Interpellation Jacqueline Gasser-Beck, Magdalena Fässler, Veronika Meyer: Sicherheit ist auch weiblich – Wie lässt sich die Attraktivität der Polizeiarbeit für Frauen bei der Stadtpolizei steigern?
Jacqueline Gasser-Beck; im Namen der Grünliberalen und Jungen Grünliberalen Fraktion sowie in eigenem Namen als Interpellantin
Wir bedanken uns beim Stadtrat für die Beantwortung der Interpellation. Gleichzeitig stellen wir erfreut fest, dass zu diesem Thema ein Projekt an der Fachhochschule St.Gallen zum Thema «Zukunftsorientierte Führungskultur bei der Polizei» lanciert wurde. Dies ist im Anbetracht der aufgearbeiteten Daten sinnvoll und auch nötig.
Seitdem die erste Frau ihren Dienst in den 1980er-Jahren aufgenommen hat, ist der Frauenanteil bei der Stadtpolizei auf rund einen Drittel angewachsen. Man könnte meinen, alles wunderbar, war doch die Rolle des Polizisten noch vor nicht allzu langer Zeit klar männlich besetzt.
Aber halt, war das nicht auch mal für Lehrer der Fall? Wie wir heute wissen sind Lehrerinnen, zumindest was die Primar- und Sekundarstufe betrifft – Jobsharing sei Dank – schon längst in der Überzahl. Einzig auf universitärer Stufe sind Frauen nach wie vor mit unter 30% vertreten. Und da stolpert man doch gleich nochmals – wieso ist das so?
An den fehlenden Möglichkeiten zum Jobsharing kann es offensichtlich nicht liegen. Im Gegenteil, Jobsharing wäre auf Terziärstufe sogar noch einfacher einzurichten. Hemmfaktor ist demnach nicht in erster Linie die Arbeitsorganisation, wie dies auch der Bericht zur Polizeiarbeit für Frauen nahelegt, sondern einmal mehr die «gläserne Decke» – kurz die Rahmenbedingungen für Frauen, die ein Aufstieg in Führungspositionen erschweren. Wir erinnern uns, die Schweiz rangiert auch 2021 noch immer unverändert auf dem vierthintersten Platz, vor der Türkei, Japan und Südkorea im «Glasceiling Index» des «Economist». Gemessen werden Faktoren wie die Hochschulbildung, Erwerbsbeteiligung (Teilzeit), Löhne, Kinderbetreuungskosten, Mutter- und Vaterschaftsrechte und Vertretung in Führungspositionen.

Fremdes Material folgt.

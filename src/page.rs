use crate::colour::Paint;
use crate::content::render_contents;
use crate::font::BuiltinFont;
use crate::pagesize::PageSize;
use crate::rect::Rect;
use crate::refs::{ObjectReferences, RefType};
use crate::units::*;
use crate::Error;
use pdf_writer::{Finish, Name, Pdf, Ref};
use std::collections::BTreeSet;

#[derive(Copy, Clone, PartialEq, Debug)]
pub struct SpanFont {
    pub font: BuiltinFont,
    pub size: Pt,
}

/// A single run of text placed at a baseline position
#[derive(Clone, PartialEq, Debug)]
pub struct SpanLayout {
    pub text: String,
    pub font: SpanFont,
    pub colour: Paint,
    pub coords: (Pt, Pt),
    /// Extra space added after every character
    pub char_spacing: Pt,
    /// Extra space added to every space character, used to justify lines
    pub word_spacing: Pt,
}

/// A (possibly rounded) rectangle
#[derive(Clone, PartialEq, Debug)]
pub struct ShapeLayout {
    pub rect: Rect,
    pub radius: Pt,
    pub fill: Option<Paint>,
    pub stroke: Option<Paint>,
    pub line_width: Pt,
}

/// A straight stroked line segment
#[derive(Clone, PartialEq, Debug)]
pub struct LineLayout {
    pub from: (Pt, Pt),
    pub to: (Pt, Pt),
    pub colour: Paint,
    pub width: Pt,
}

#[derive(Clone, PartialEq, Debug)]
pub enum PageContents {
    Text(Vec<SpanLayout>),
    Shape(ShapeLayout),
    Line(LineLayout),
}

/// A single page of the document. Contents are drawn in the order they were added.
#[derive(Debug, Clone)]
pub struct Page {
    /// The size of the page
    pub media_box: Rect,
    /// Where content can live, i.e. within the margins
    pub content_box: Rect,
    /// The laid out contents
    pub contents: Vec<PageContents>,
}

impl Page {
    /// Create an empty page. The content box is inset from every edge by `margin`, if given.
    pub fn new(size: PageSize, margin: Option<Pt>) -> Page {
        let (width, height) = size;
        let margin = margin.unwrap_or_default();
        Page {
            media_box: Rect {
                x1: Pt(0.0),
                y1: Pt(0.0),
                x2: width,
                y2: height,
            },
            content_box: Rect {
                x1: margin,
                y1: margin,
                x2: width - margin,
                y2: height - margin,
            },
            contents: Vec::default(),
        }
    }

    pub fn add_span(&mut self, span: SpanLayout) {
        self.contents.push(PageContents::Text(vec![span]));
    }

    /// Add several spans that share one text block, such as the lines of a paragraph
    pub fn add_spans(&mut self, spans: Vec<SpanLayout>) {
        if !spans.is_empty() {
            self.contents.push(PageContents::Text(spans));
        }
    }

    pub fn add_shape(&mut self, shape: ShapeLayout) {
        self.contents.push(PageContents::Shape(shape));
    }

    pub fn add_line(&mut self, line: LineLayout) {
        self.contents.push(PageContents::Line(line));
    }

    pub fn is_empty(&self) -> bool {
        self.contents.is_empty()
    }

    /// Every font referenced by text on this page
    pub fn fonts(&self) -> BTreeSet<BuiltinFont> {
        self.contents
            .iter()
            .filter_map(|c| match c {
                PageContents::Text(spans) => Some(spans.iter().map(|s| s.font.font)),
                _ => None,
            })
            .flatten()
            .collect()
    }

    /// Every translucent opacity used on this page, keyed as in [RefType::ExtGState]
    pub fn alpha_keys(&self) -> BTreeSet<u16> {
        let mut keys = BTreeSet::new();
        let mut note = |paint: &Paint| {
            if !paint.is_opaque() {
                keys.insert(paint.alpha_key());
            }
        };
        for content in self.contents.iter() {
            match content {
                PageContents::Text(spans) => spans.iter().for_each(|s| note(&s.colour)),
                PageContents::Shape(shape) => {
                    shape.fill.iter().chain(shape.stroke.iter()).for_each(&mut note)
                }
                PageContents::Line(line) => note(&line.colour),
            }
        }
        keys
    }

    /// Write the page object `id` and its content stream. Font and graphics state refs
    /// must already have been generated by the document.
    pub(crate) fn write(
        &self,
        refs: &mut ObjectReferences,
        id: Ref,
        page_tree: Ref,
        page_index: usize,
        writer: &mut Pdf,
    ) -> Result<(), Error> {
        let content_id = refs.gen(RefType::ContentForPage(page_index));

        let mut page = writer.page(id);
        page.media_box(self.media_box.into());
        page.art_box(self.content_box.into());
        page.parent(page_tree);
        page.contents(content_id);

        let mut resources = page.resources();
        let mut resource_fonts = resources.fonts();
        for font in self.fonts() {
            if let Some(font_ref) = refs.get(RefType::Font(font)) {
                resource_fonts.pair(Name(format!("F{}", font.index()).as_bytes()), font_ref);
            }
        }
        resource_fonts.finish();
        let mut resource_states = resources.ext_g_states();
        for key in self.alpha_keys() {
            if let Some(state_ref) = refs.get(RefType::ExtGState(key)) {
                resource_states.pair(Name(format!("GS{key}").as_bytes()), state_ref);
            }
        }
        resource_states.finish();
        resources.finish();
        page.finish();

        let rendered = render_contents(&self.contents).map_err(Error::Render)?;
        let compressed = miniz_oxide::deflate::compress_to_vec_zlib(
            &rendered,
            miniz_oxide::deflate::CompressionLevel::DefaultCompression as u8,
        );
        writer
            .stream(content_id, compressed.as_slice())
            .filter(pdf_writer::Filter::FlateDecode);

        Ok(())
    }
}
use serde::{Deserialize, Deserializer};

/// A colour, expressed in RGB or CMYK colour spaces
#[derive(Copy, Clone, PartialEq, Debug)]
pub enum Colour {
    /// DeviceRGB colour; r, g, b, range from 0.0 to 1.0
    RGB { r: f32, g: f32, b: f32 },
    /// DeviceCMYK colour; c, m, y, and k range from 0.0 to 1.0
    CMYK { c: f32, m: f32, y: f32, k: f32 },
    /// DeviceGray colour; g ranges from 0.0 to 1.0
    Grey { g: f32 },
}

impl Colour {
    /// Create a new colour in the RGB space. r, g, and b range from 0.0 to 1.0
    pub fn new_rgb(r: f32, g: f32, b: f32) -> Colour {
        Colour::RGB { r, g, b }
    }

    /// Create a new colour in the RGB space. r, g, and b range from 0 to 255
    pub fn new_rgb_bytes(r: u8, g: u8, b: u8) -> Colour {
        Colour::RGB {
            r: r as f32 / 255.0,
            g: g as f32 / 255.0,
            b: b as f32 / 255.0,
        }
    }

    /// Create a new colour in the Gray space, g ranges from 0.0 to 1.0
    pub fn new_grey(g: f32) -> Colour {
        Colour::Grey { g }
    }

    /// Parse a `#RRGGBB` (or `RRGGBB`) hex string into an RGB colour
    pub fn from_hex(hex: &str) -> Option<Colour> {
        let hex = hex.trim().trim_start_matches('#');
        if hex.len() != 6 || !hex.is_ascii() {
            return None;
        }
        let channel = |i: usize| u8::from_str_radix(&hex[i..i + 2], 16).ok();
        Some(Colour::new_rgb_bytes(channel(0)?, channel(2)?, channel(4)?))
    }
}

impl<T: Into<f32>> From<(T, T, T)> for Colour {
    fn from(c: (T, T, T)) -> Self {
        Colour::RGB {
            r: c.0.into(),
            g: c.1.into(),
            b: c.2.into(),
        }
    }
}

impl<'de> Deserialize<'de> for Colour {
    fn deserialize<D: Deserializer<'de>>(deserializer: D) -> Result<Self, D::Error> {
        let hex = String::deserialize(deserializer)?;
        Colour::from_hex(&hex)
            .ok_or_else(|| serde::de::Error::custom(format!("invalid hex colour `{hex}`")))
    }
}

/// A colour together with an opacity, as used for fills and strokes
#[derive(Copy, Clone, PartialEq, Debug)]
pub struct Paint {
    pub colour: Colour,
    /// 0.0 is fully transparent, 1.0 is fully opaque
    pub alpha: f32,
}

impl Paint {
    pub fn new(colour: Colour, alpha: f32) -> Paint {
        Paint {
            colour,
            alpha: alpha.clamp(0.0, 1.0),
        }
    }

    pub fn is_opaque(&self) -> bool {
        self.alpha >= 1.0
    }

    /// Key used to share one graphics state object between every use of the
    /// same opacity
    pub(crate) fn alpha_key(&self) -> u16 {
        (self.alpha.clamp(0.0, 1.0) * 1000.0).round() as u16
    }
}

impl From<Colour> for Paint {
    fn from(colour: Colour) -> Self {
        Paint { colour, alpha: 1.0 }
    }
}

/// A list of pre-defined colour constants
pub mod colours {
    use super::*;

    pub const BLACK: Colour = Colour::Grey { g: 0.0 };
    pub const WHITE: Colour = Colour::Grey { g: 1.0 };
    /// Neutral grey used for skill chips
    pub const CHIP_GREY: Colour = Colour::RGB {
        r: 0.75,
        g: 0.75,
        b: 0.75,
    };
}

Betrachtet man die erhobenen Zahlen etwas genauer, zeigt sich, dass die Schwierigkeiten einmal mehr in den Aufstiegschancen liegen. Von den 20% des Corps die eine Führungsfunktion mit Personalführung wahrnehmen, beträgt der Frauenanteil lediglich 1%. Und auch in der Fachführung sieht es mit 16% gegenüber 3% Frauen nicht viel besser aus.

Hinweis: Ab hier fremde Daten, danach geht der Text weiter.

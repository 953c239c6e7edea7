//! Vertical flow layout: page geometry, text wrapping, and the cursor-driven
//! [`FlowEngine`] that places content onto pages.
//!
//! The engine keeps a single [`LayoutCursor`] that moves down the page as content is
//! placed. When a page fills up the engine asks its [`DrawingSurface`](crate::surface::DrawingSurface)
//! for a new page and resets the cursor to the top margin. *When* a page counts as
//! full is decided by the [`PaginationPolicy`].
//!
//! # Example
//!
//! ```
//! use resume_pdf::layout::{FlowEngine, PageGeometry, PaginationPolicy};
//! use resume_pdf::surface::RecordingSurface;
//! use resume_pdf::{Pt, StyleSet};
//!
//! let mut surface = RecordingSurface::new();
//! let mut engine = FlowEngine::new(
//!     &mut surface,
//!     PageGeometry::default(),
//!     StyleSet::default(),
//!     PaginationPolicy::Proactive,
//! );
//!
//! engine.draw_section_header("Skills");
//! engine.advance(Pt(10.0));
//! engine.draw_tag_row(&["Rust", "PDF", "Typesetting"]);
//! engine.finish().expect("surface finalizes");
//! drop(engine);
//!
//! assert_eq!(surface.rects().count(), 3);
//! ```

mod flow;
mod geometry;
mod text;

pub use flow::*;
pub use geometry::*;
pub use text::*;
use crate::colour::{colours, Colour};
use crate::font::BuiltinFont;
use crate::layout::{Alignment, ParagraphStyle};
use crate::units::Pt;
use serde::Deserialize;

/// Which of the two font roles a piece of text is set in
#[derive(Debug, Copy, Clone, PartialEq, Eq)]
pub enum FontRole {
    Bold,
    Body,
}

/// The fonts, sizes and colours used to render a resume. Resolved once when the
/// flow engine is constructed.
#[derive(Debug, Clone, PartialEq, Deserialize)]
#[serde(default, deny_unknown_fields)]
pub struct StyleSet {
    pub bold_font: BuiltinFont,
    pub body_font: BuiltinFont,
    /// Size of the name at the top of the first page
    pub header_size: Pt,
    pub section_size: Pt,
    pub body_size: Pt,
    /// Size of chip labels
    pub small_size: Pt,
    /// Colour of the optional banner across the top of the page
    pub highlight: Colour,
    pub text: Colour,
}

impl Default for StyleSet {
    fn default() -> Self {
        StyleSet {
            bold_font: BuiltinFont::HelveticaBold,
            body_font: BuiltinFont::TimesRoman,
            header_size: Pt(24.0),
            section_size: Pt(16.0),
            body_size: Pt(12.0),
            small_size: Pt(10.0),
            highlight: Colour::new_rgb_bytes(0x1F, 0x4E, 0x79),
            text: colours::BLACK,
        }
    }
}

impl StyleSet {
    pub fn font(&self, role: FontRole) -> BuiltinFont {
        match role {
            FontRole::Bold => self.bold_font,
            FontRole::Body => self.body_font,
        }
    }

    /// Justified body text with the given leading
    pub fn paragraph(&self, leading: Pt) -> ParagraphStyle {
        ParagraphStyle {
            font: self.body_font,
            size: self.body_size,
            leading,
            colour: self.text,
            alignment: Alignment::Justify,
        }
    }
}
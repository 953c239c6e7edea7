//! Drawing surfaces: the primitive operations the flow engine renders through.
//!
//! The flow engine never talks to a PDF directly. It decides *where* things go and
//! asks a [`DrawingSurface`] to put them there. Two surfaces are provided:
//!
//! - [`PdfSurface`] accumulates pages into a [`Document`](crate::Document) and writes
//!   the finished PDF to a path when finalized
//! - [`RecordingSurface`] records every call as a [`DrawOp`], which makes layout
//!   decisions easy to inspect and compare
//!
//! Coordinates follow PDF conventions: points, origin at the bottom-left of the page.

mod pdf;
mod recording;

pub use pdf::*;
pub use recording::*;

use crate::colour::{colours, Paint};
use crate::font::BuiltinFont;
use crate::layout::{measure_block, width_of_text, ParagraphStyle, TextBlock};
use crate::rect::Rect;
use crate::units::Pt;
use crate::Error;

/// The capabilities the flow engine needs from a rendering backend.
///
/// Text and shapes are drawn using the current graphics state, which is changed with
/// the `set_*` methods. Wrapped blocks carry their own style.
pub trait DrawingSurface {
    fn set_font(&mut self, font: BuiltinFont, size: Pt);
    fn set_fill_colour(&mut self, paint: Paint);
    fn set_stroke_colour(&mut self, paint: Paint);
    fn set_line_width(&mut self, width: Pt);
    /// Extra space added after every character of subsequent text
    fn set_char_spacing(&mut self, spacing: Pt);

    /// Draw a single line of text with its baseline starting at `(x, y)`
    fn draw_text(&mut self, x: Pt, y: Pt, text: &str);
    fn draw_line(&mut self, from: (Pt, Pt), to: (Pt, Pt));
    /// Draw a rectangle with rounded corners. A radius of zero draws square corners.
    fn draw_rounded_rect(&mut self, rect: Rect, radius: Pt, fill: bool, stroke: bool);
    /// Draw a wrapped block with its bottom-left corner at `(x, y)`
    fn draw_block(&mut self, x: Pt, y: Pt, block: &TextBlock);

    /// Mark a position on the current page as a navigation target
    fn bookmark(&mut self, title: &str, top: Pt);

    /// Finish the current page and start drawing on a fresh one
    fn begin_new_page(&mut self);

    /// Flush the document to its destination. A surface can only be finalized once.
    fn finalize(&mut self) -> Result<(), Error>;

    fn measure_text_width(&self, text: &str, font: BuiltinFont, size: Pt) -> Pt {
        width_of_text(text, font, size)
    }

    fn wrap_and_measure(&self, text: &str, style: &ParagraphStyle, max_width: Pt) -> TextBlock {
        measure_block(text, style, max_width)
    }
}

impl<S: DrawingSurface + ?Sized> DrawingSurface for &mut S {
    fn set_font(&mut self, font: BuiltinFont, size: Pt) {
        (**self).set_font(font, size)
    }

    fn set_fill_colour(&mut self, paint: Paint) {
        (**self).set_fill_colour(paint)
    }

    fn set_stroke_colour(&mut self, paint: Paint) {
        (**self).set_stroke_colour(paint)
    }

    fn set_line_width(&mut self, width: Pt) {
        (**self).set_line_width(width)
    }

    fn set_char_spacing(&mut self, spacing: Pt) {
        (**self).set_char_spacing(spacing)
    }

    fn draw_text(&mut self, x: Pt, y: Pt, text: &str) {
        (**self).draw_text(x, y, text)
    }

    fn draw_line(&mut self, from: (Pt, Pt), to: (Pt, Pt)) {
        (**self).draw_line(from, to)
    }

    fn draw_rounded_rect(&mut self, rect: Rect, radius: Pt, fill: bool, stroke: bool) {
        (**self).draw_rounded_rect(rect, radius, fill, stroke)
    }

    fn draw_block(&mut self, x: Pt, y: Pt, block: &TextBlock) {
        (**self).draw_block(x, y, block)
    }

    fn bookmark(&mut self, title: &str, top: Pt) {
        (**self).bookmark(title, top)
    }

    fn begin_new_page(&mut self) {
        (**self).begin_new_page()
    }

    fn finalize(&mut self) -> Result<(), Error> {
        (**self).finalize()
    }

    fn measure_text_width(&self, text: &str, font: BuiltinFont, size: Pt) -> Pt {
        (**self).measure_text_width(text, font, size)
    }

    fn wrap_and_measure(&self, text: &str, style: &ParagraphStyle, max_width: Pt) -> TextBlock {
        (**self).wrap_and_measure(text, style, max_width)
    }
}

/// The graphics state shared by the provided surfaces
#[derive(Debug, Copy, Clone, PartialEq)]
pub struct GraphicsState {
    pub font: BuiltinFont,
    pub size: Pt,
    pub fill: Paint,
    pub stroke: Paint,
    pub line_width: Pt,
    pub char_spacing: Pt,
}

impl Default for GraphicsState {
    fn default() -> Self {
        GraphicsState {
            font: BuiltinFont::Helvetica,
            size: Pt(12.0),
            fill: colours::BLACK.into(),
            stroke: colours::BLACK.into(),
            line_width: Pt(1.0),
            char_spacing: Pt(0.0),
        }
    }
}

Studien zeigen, dass vor allem tiefe Teilzeitpensen (ob nun vor oder während der Familienphase) eigentliche Karrierekiller sind. Dies zeigt sich auch in der Polizeiarbeit deutlich. 60% der weiblichen Corpsangehörigen arbeiten in Teilzeit und dies grossmehrheitlich mit tiefen Pensen unter 60%. Leider kann aus der Interpellationsantwort nicht erschlossen werden, wie viele männliche Corpsmitglieder in Teilzeit arbeiten. Ich gehe davon aus, dass es sehr wenige sind. Und sollte es doch den einen oder anderen Mann geben, der in Teilzeit arbeitet, beispielsweise weil er eine Weiterbildung absolviert, dann geschieht dies in der Regel mit einem nahezu vollen Pensum. Die Vermutung liegt nahe, dass noch immer sehr wenig Familien- oder Carearbeit von Männern wahrgenommen wird, bzw. die klassischen Rollenbilder bei der Polizei prädominant sind.
Es wird deshalb wichtig sein, gezielt an einer Kultur zu arbeiten, die ein egalitäres Familienmodell unterstützt . Dies bedingt, neben flexiblen Arbeitszeitmodellen auch, gezielt Männer zur Teilzeitarbeit zu ermutigen. Zu erwägen wären auch Führungspositionen im Topsharing – ein Modell das bereits in der Schweizer Armee erfolgreich eingesetzt wird. Im optimalen Fall würden sich dann ein Mann und eine Frau eine Führungsposition mit Personalverantwortung teilen.